You have to take into account that 1.0e28f is a decimal (base 10) representation.
Converting this string (either a literal in source code or value in a data file) to a floating point imply a conversion to base 2 (the float internal representation).
The 3 nearest floating point values in the neighbourhood of 10^28 are exactly
0.9999998261528069050908803072e28f
0.9999999442119689768320106496e28f <- the nearest one
1.0000000622711310485731409920e28f
or in base 2:
1.00000010011111100111000 * 2^93
1.00000010011111100111001 * 2^93
1.00000010011111100111010 * 2^93
The nearest one (in the middle) is chosen and that is the float in memory, not 1.0e28.
When you request ToString(), you are converting back 0.9999999442119689768320106496e28f to a decimal form.

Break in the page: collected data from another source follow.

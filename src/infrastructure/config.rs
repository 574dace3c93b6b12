//! Configuration management
//!
//! Connection settings live in `~/.jenkins-inspector/.env`:
//!
//! ```text
//! JENKINS_URL=http://your-jenkins-server:8080/
//! JENKINS_USER_ID=your_email@example.com
//! JENKINS_API_TOKEN=your_api_token
//! ```
//!
//! Values from the file take precedence over the process environment. A file
//! left at the legacy location `~/.jenkins-studio/.env` is detected so the
//! user can be told to move it, but it is never read.

use crate::executor::ExecError;
use std::collections::HashMap;
use std::fmt;
use std::path::{Path, PathBuf};
use url::Url;

/// Directory under `$HOME` holding the `.env` file
pub const CONFIG_DIR: &str = ".jenkins-inspector";

/// Directory of the pre-rename tool, never loaded
pub const LEGACY_CONFIG_DIR: &str = ".jenkins-studio";

/// Where jenkins-cli.jar is cached unless `JENKINS_CLI_JAR` says otherwise
pub const DEFAULT_JAR_PATH: &str = "/tmp/jenkins-inspector/jenkins-cli.jar";

const JAR_DOWNLOAD_PATH: &str = "jnlpJars/jenkins-cli.jar";

const CONFIG_KEYS: [&str; 5] = [
    "JENKINS_URL",
    "JENKINS_USER_ID",
    "JENKINS_API_TOKEN",
    "JENKINS_CLI_JAR",
    "JENKEE_JAVA",
];

/// Jenkins connection configuration
#[derive(Clone)]
pub struct JenkinsConfig {
    /// Server base URL (`JENKINS_URL`)
    pub jenkins_url: Option<String>,
    /// User id (`JENKINS_USER_ID`)
    pub user_id: Option<String>,
    /// API token (`JENKINS_API_TOKEN`)
    pub api_token: Option<String>,
    /// The `.env` file this configuration was read from
    pub env_path: PathBuf,
    /// Legacy `.env` location
    pub legacy_env_path: PathBuf,
    /// Local path of jenkins-cli.jar
    pub jar_path: PathBuf,
    /// Java executable
    pub java_bin: String,
}

impl JenkinsConfig {
    /// Loads configuration for the current user
    #[must_use]
    pub fn load() -> Self {
        let home = dirs::home_dir().unwrap_or_default();
        Self::load_from_home(&home)
    }

    /// Loads configuration using `home` as the user's home directory
    #[must_use]
    pub fn load_from_home(home: &Path) -> Self {
        let env_path = home.join(CONFIG_DIR).join(".env");
        let legacy_env_path = home.join(LEGACY_CONFIG_DIR).join(".env");

        let mut values: HashMap<String, String> = std::env::vars()
            .filter(|(key, _)| CONFIG_KEYS.contains(&key.as_str()))
            .collect();

        match read_env_file(&env_path) {
            Ok(file_values) => values.extend(file_values),
            Err(e) => {
                tracing::warn!(path = %env_path.display(), error = %e, "Ignoring unreadable .env file");
            }
        }

        Self::from_values(&values, env_path, legacy_env_path)
    }

    /// Builds a configuration from already collected key/value pairs
    #[must_use]
    pub fn from_values(
        values: &HashMap<String, String>,
        env_path: PathBuf,
        legacy_env_path: PathBuf,
    ) -> Self {
        let get = |key: &str| values.get(key).filter(|v| !v.trim().is_empty()).cloned();

        Self {
            jenkins_url: get("JENKINS_URL"),
            user_id: get("JENKINS_USER_ID"),
            api_token: get("JENKINS_API_TOKEN"),
            env_path,
            legacy_env_path,
            jar_path: get("JENKINS_CLI_JAR").map_or_else(|| PathBuf::from(DEFAULT_JAR_PATH), PathBuf::from),
            java_bin: get("JENKEE_JAVA").unwrap_or_else(|| "java".to_string()),
        }
    }

    /// Returns true when URL, user id and API token are all set
    #[must_use]
    pub fn is_configured(&self) -> bool {
        self.jenkins_url.is_some() && self.user_id.is_some() && self.api_token.is_some()
    }

    /// Returns true when only the legacy `.env` file exists
    #[must_use]
    pub fn has_legacy_config(&self) -> bool {
        self.legacy_env_path.exists() && !self.env_path.exists()
    }

    /// Authentication arguments for jenkins-cli (`-auth user:token`)
    #[must_use]
    pub fn auth_args(&self) -> Vec<String> {
        match (&self.user_id, &self.api_token) {
            (Some(user), Some(token)) if self.is_configured() => {
                vec!["-auth".to_string(), format!("{user}:{token}")]
            }
            _ => Vec::new(),
        }
    }

    /// Parsed server URL, normalized to end with `/`
    pub fn base_url(&self) -> Result<Url, ExecError> {
        let raw = self.jenkins_url.as_deref().ok_or(ExecError::NotConfigured)?;
        let mut url = Url::parse(raw).map_err(|e| ExecError::InvalidUrl {
            url: raw.to_string(),
            reason: e.to_string(),
        })?;
        if url.cannot_be_a_base() {
            return Err(ExecError::InvalidUrl {
                url: raw.to_string(),
                reason: "not a base URL".to_string(),
            });
        }
        if !url.path().ends_with('/') {
            let path = format!("{}/", url.path());
            url.set_path(&path);
        }
        Ok(url)
    }

    /// Download URL of jenkins-cli.jar on the configured server
    pub fn cli_jar_url(&self) -> Result<Url, ExecError> {
        let base = self.base_url()?;
        base.join(JAR_DOWNLOAD_PATH).map_err(|e| ExecError::InvalidUrl {
            url: base.to_string(),
            reason: e.to_string(),
        })
    }
}

impl fmt::Debug for JenkinsConfig {
    fn fmt(&self, f: &mut fmt::Formatter<'_>) -> fmt::Result {
        f.debug_struct("JenkinsConfig")
            .field("jenkins_url", &self.jenkins_url)
            .field("user_id", &self.user_id)
            .field("api_token", &self.api_token.as_ref().map(|_| "****"))
            .field("env_path", &self.env_path)
            .field("jar_path", &self.jar_path)
            .field("java_bin", &self.java_bin)
            .finish_non_exhaustive()
    }
}

fn read_env_file(path: &Path) -> Result<Vec<(String, String)>, dotenvy::Error> {
    if !path.exists() {
        return Ok(Vec::new());
    }
    dotenvy::from_path_iter(path)?.collect()
}
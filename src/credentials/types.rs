//! Credential metadata types
//!
//! Snapshots of what `list-credentials-as-xml` reports. Nothing here holds a
//! secret value; secrets only ever live in [`Secret`](super::Secret).

use serde::Serialize;
use std::collections::BTreeMap;

/// Name shown for the unnamed default domain
pub const GLOBAL_DOMAIN: &str = "(global)";

/// One credential entry of a domain
#[derive(Debug, Clone, PartialEq, Eq, Serialize)]
pub struct CredentialRecord {
    /// Fully qualified type name, e.g. `org.jenkinsci.plugins.plaincredentials.impl.FileCredentialsImpl`
    pub type_name: String,
    /// Last dotted segment of `type_name`
    pub type_tag: String,
    /// Credential id
    #[serde(skip_serializing_if = "Option::is_none")]
    pub id: Option<String>,
    /// Free-form description
    #[serde(skip_serializing_if = "Option::is_none")]
    pub description: Option<String>,
    /// Scope such as `GLOBAL` or `SYSTEM`
    #[serde(skip_serializing_if = "Option::is_none")]
    pub scope: Option<String>,
    /// Type-specific metadata
    ///
    /// Nested elements use dotted paths (`storageData.storageAccountName`),
    /// attributes use `@` (`privateKeySource@class`).
    #[serde(skip_serializing_if = "BTreeMap::is_empty")]
    pub fields: BTreeMap<String, String>,
}

impl CredentialRecord {
    /// Creates a record of the given type
    #[must_use]
    pub fn new(type_name: impl Into<String>) -> Self {
        let type_name = type_name.into();
        let type_tag = type_name
            .rsplit('.')
            .next()
            .unwrap_or(type_name.as_str())
            .to_string();
        Self {
            type_name,
            type_tag,
            id: None,
            description: None,
            scope: None,
            fields: BTreeMap::new(),
        }
    }

    /// Looks up a type-specific field; empty values count as absent
    #[must_use]
    pub fn field(&self, name: &str) -> Option<&str> {
        self.fields
            .get(name)
            .map(String::as_str)
            .filter(|v| !v.is_empty())
    }

    /// The type tag used for descriptor lookup
    #[must_use]
    pub fn type_tag(&self) -> &str {
        &self.type_tag
    }

    /// Returns true if this record has the given id
    #[must_use]
    pub fn has_id(&self, id: &str) -> bool {
        self.id.as_deref() == Some(id)
    }

    /// Id for display
    #[must_use]
    pub fn display_id(&self) -> &str {
        self.id.as_deref().unwrap_or("(no id)")
    }

    /// Description for display
    #[must_use]
    pub fn display_description(&self) -> &str {
        self.description
            .as_deref()
            .filter(|d| !d.is_empty())
            .unwrap_or("(no description)")
    }

    /// Scope for display
    #[must_use]
    pub fn display_scope(&self) -> &str {
        self.scope.as_deref().unwrap_or("UNKNOWN")
    }
}

#[cfg(test)]
impl CredentialRecord {
    pub(crate) fn with_id(mut self, id: impl Into<String>) -> Self {
        self.id = Some(id.into());
        self
    }

    pub(crate) fn with_description(mut self, description: impl Into<String>) -> Self {
        self.description = Some(description.into());
        self
    }

    pub(crate) fn with_field(mut self, name: impl Into<String>, value: impl Into<String>) -> Self {
        self.fields.insert(name.into(), value.into());
        self
    }
}

/// A named group of credentials within a store
#[derive(Debug, Clone, PartialEq, Eq, Serialize)]
pub struct CredentialDomain {
    /// Domain name, [`GLOBAL_DOMAIN`] when unnamed
    pub name: String,
    /// Domain description
    #[serde(skip_serializing_if = "Option::is_none")]
    pub description: Option<String>,
    /// Credentials in source order
    pub credentials: Vec<CredentialRecord>,
}

impl CredentialDomain {
    /// First credential with the given id
    #[must_use]
    pub fn find(&self, id: &str) -> Option<&CredentialRecord> {
        self.credentials.iter().find(|record| record.has_id(id))
    }
}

It sounds like default format is to print 1 decimal before the floating point separator, and 6 decimals after the floating point (much like C printf %f format)
The nearest such decimal to 0.9999999442119689768320106496e28f is indeed 9.999999e27, that's pretty straight forward.
EDIT
Note that 5^3 is near 2^7, since single precision float has 24 bits significand, and 24*3/7 is approximately 10, the maximum power of 5 represented exactly in single precision float is 5^10.

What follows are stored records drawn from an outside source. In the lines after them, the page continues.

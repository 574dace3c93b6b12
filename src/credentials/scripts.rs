//! Groovy retrieval scripts
//!
//! Each script looks the credential up by the id passed as `args[0]`, checks
//! its concrete class and prints the secret using the line protocol decoded
//! by [`SecretOutput`](super::secret::SecretOutput). A credential of the
//! wrong class prints nothing.

use super::kind::CredentialKind;
use super::secret::{
    FILE_CONTENT, PASSWORD, PRIVATE_KEY, PROJECT_ID, SECRET, SERVICE_ACCOUNT_KEY, USERNAME,
};

/// A Groovy program plus the arguments it expects
#[derive(Debug, Clone, PartialEq, Eq)]
pub struct SecretScript {
    /// Script source, sent on stdin
    pub body: String,
    /// Script arguments, the credential id first
    pub args: Vec<String>,
}

impl SecretScript {
    /// Arguments as string slices, ready for [`JenkinsCli::run_groovy`](crate::executor::JenkinsCli::run_groovy)
    #[must_use]
    pub fn arg_refs(&self) -> Vec<&str> {
        self.args.iter().map(String::as_str).collect()
    }
}

/// Builds the retrieval script for `kind`, or `None` when retrieval is unsupported
pub(crate) fn secret_script(kind: CredentialKind, credential_id: &str) -> Option<SecretScript> {
    let (class, body) = match kind {
        CredentialKind::FileSecret => (
            "org.jenkinsci.plugins.plaincredentials.impl.FileCredentialsImpl",
            block(
                FILE_CONTENT,
                "new String(cred.secretBytes.plainData, \"UTF-8\")",
            ),
        ),
        CredentialKind::SshPrivateKey => (
            "com.cloudbees.jenkins.plugins.sshcredentials.impl.BasicSSHUserPrivateKey",
            format!(
                "{}{}",
                value(USERNAME, "cred.username"),
                block(PRIVATE_KEY, "cred.privateKey")
            ),
        ),
        CredentialKind::UsernamePassword => (
            "com.cloudbees.plugins.credentials.impl.UsernamePasswordCredentialsImpl",
            format!(
                "{}{}",
                value(USERNAME, "cred.username"),
                value(PASSWORD, "cred.password.plainText")
            ),
        ),
        CredentialKind::SecretText => (
            "org.jenkinsci.plugins.plaincredentials.impl.StringCredentialsImpl",
            value(SECRET, "cred.secret.plainText"),
        ),
        CredentialKind::GcpServiceAccount => (
            "com.google.jenkins.plugins.credentials.oauth.GoogleRobotPrivateKeyCredentials",
            format!(
                "{}    def key = cred.serviceAccountConfig?.secretJsonKey\n    if (key != null) {{\n    {}    }}\n",
                value(PROJECT_ID, "cred.projectId"),
                block(SERVICE_ACCOUNT_KEY, "new String(key.plainData, \"UTF-8\")")
                    .replace("\n    ", "\n        ")
            ),
        ),
        CredentialKind::AzureStorageAccount
        | CredentialKind::AzureServicePrincipal
        | CredentialKind::BrowserStack
        | CredentialKind::GitLabToken => return None,
    };

    Some(SecretScript {
        body: lookup(class, &body),
        args: vec![credential_id.to_string()],
    })
}

fn lookup(class: &str, body: &str) -> String {
    format!(
        "import com.cloudbees.plugins.credentials.Credentials
import com.cloudbees.plugins.credentials.CredentialsProvider
import jenkins.model.Jenkins
import {class}

def credId = args[0]
def cred = CredentialsProvider.lookupCredentials(Credentials.class, Jenkins.instance).find {{ it.id == credId }}

if (cred instanceof {short}) {{
{body}}}
",
        short = class.rsplit('.').next().unwrap_or(class),
    )
}

fn value(key: &str, expr: &str) -> String {
    format!("    println \"{key}:${{{expr}}}\"\n")
}

fn block(name: &str, expr: &str) -> String {
    format!("    println \"{name}_START\"\n    println {expr}\n    println \"{name}_END\"\n")
}

#[cfg(test)]
mod tests {
    use super::*;

    #[test]
    fn test_id_is_passed_as_argument() {
        let id = "it's\"${evil}";
        let script = secret_script(CredentialKind::SecretText, id).unwrap();
        assert_eq!(script.args, vec![id.to_string()]);
        assert!(!script.body.contains(id));
        assert!(script.body.contains("def credId = args[0]"));
    }

    #[test]
    fn test_first_match_lookup() {
        let script = secret_script(CredentialKind::FileSecret, "f1").unwrap();
        assert!(script.body.contains(".find { it.id == credId }"));
        assert!(
            script
                .body
                .contains("import org.jenkinsci.plugins.plaincredentials.impl.FileCredentialsImpl")
        );
        assert!(script.body.contains("if (cred instanceof FileCredentialsImpl) {"));
    }

    #[test]
    fn test_scripts_print_protocol_markers() {
        let ssh = secret_script(CredentialKind::SshPrivateKey, "k").unwrap();
        assert!(ssh.body.contains("println \"USERNAME:${cred.username}\""));
        assert!(ssh.body.contains("println \"PRIVATE_KEY_START\""));
        assert!(ssh.body.contains("println \"PRIVATE_KEY_END\""));

        let up = secret_script(CredentialKind::UsernamePassword, "u").unwrap();
        assert!(up.body.contains("PASSWORD:${cred.password.plainText}"));

        let gcp = secret_script(CredentialKind::GcpServiceAccount, "g").unwrap();
        assert!(gcp.body.contains("PROJECT_ID:${cred.projectId}"));
        assert!(gcp.body.contains("SERVICE_ACCOUNT_KEY_START"));
        assert!(gcp.body.contains("if (key != null) {"));
    }

    #[test]
    fn test_unsupported_kinds_have_no_script() {
        for kind in [
            CredentialKind::AzureStorageAccount,
            CredentialKind::AzureServicePrincipal,
            CredentialKind::BrowserStack,
            CredentialKind::GitLabToken,
        ] {
            assert!(secret_script(kind, "x").is_none());
        }
    }

    #[test]
    fn test_arg_refs() {
        let script = secret_script(CredentialKind::SecretText, "token").unwrap();
        assert_eq!(script.arg_refs(), vec!["token"]);
    }
}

Hence, the maximum power of 10 representable exactly in float is 1.0e10.
Every power from 11 to 27 did print like you expect somehow by luck.

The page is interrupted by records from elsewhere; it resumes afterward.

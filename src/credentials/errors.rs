//! Error types for the credentials domain

use crate::executor::ExecError;
use thiserror::Error;

/// Errors that abort a credential listing or description
#[derive(Error, Debug, Clone, PartialEq, Eq)]
pub enum CredentialError {
    /// No credential with this id after scanning every domain
    #[error("Credential '{id}' not found in store '{store}'")]
    NotFound {
        /// Requested credential id.
        id: String,
        /// Store that was searched.
        store: String,
    },

    /// A domain restriction matched no domain of the store
    #[error("Domain '{domain}' not found in store '{store}'")]
    DomainNotFound {
        /// Requested domain name.
        domain: String,
        /// Store that was searched.
        store: String,
    },

    /// `list-credentials-as-xml` exited with an error
    #[error("Failed to list credentials in store '{store}'{}", format_stderr(.stderr))]
    ListFailed {
        /// Store that was requested.
        store: String,
        /// Standard error output from jenkins-cli.
        stderr: String,
    },

    /// The credential listing is not well-formed XML
    #[error("Failed to parse XML: {0}")]
    MalformedResponse(String),

    /// jenkins-cli could not be run at all
    #[error(transparent)]
    Exec(#[from] ExecError),
}

fn format_stderr(stderr: &str) -> String {
    if stderr.is_empty() {
        String::new()
    } else {
        format!("\n{stderr}")
    }
}
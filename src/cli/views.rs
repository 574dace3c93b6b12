//! `jenkee list-views` and `jenkee add-job-to-view`

use super::{ensure_success, line, run_checked};
use anyhow::Result;
use jenkee::executor::JenkinsCli;
use std::fmt::Write as _;

const LIST_VIEWS: &str = r"println jenkins.model.Jenkins.instance.views*.name.sort().join('\n')";

/// Lists view names, sorted
pub fn list_views(cli: &dyn JenkinsCli) -> Result<String> {
    let output = ensure_success(cli.run_groovy(LIST_VIEWS, &[])?, "Failed to list views")?;
    Ok(line(output.stdout.trim()))
}

/// Adds jobs to a view
pub fn add_job_to_view(cli: &dyn JenkinsCli, view: &str, jobs: &[String]) -> Result<String> {
    let mut args = vec![view];
    args.extend(jobs.iter().map(String::as_str));
    run_checked(
        cli,
        "add-job-to-view",
        &args,
        None,
        format_args!("Failed to add jobs to view '{view}'"),
    )?;

    let mut text = format!(
        "✓ Successfully added {} job(s) to view '{view}'\n",
        jobs.len()
    );
    for job in jobs {
        let _ = writeln!(text, "  - {job}");
    }
    Ok(text)
}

Well, not exactly by luck, but because the roundoff error was less than 0.5*10^(n-7).
EDIT 2 - about double
And double does not really "solve" things, because with 53 bits significand you can go up to 53*3/7 that is 10^22 without rounding error.
Every power of 10 from 23 and above are subject to round off.
It somehow solves however if you keep printing 6 decimals, because the round off occurs around the 15th digit.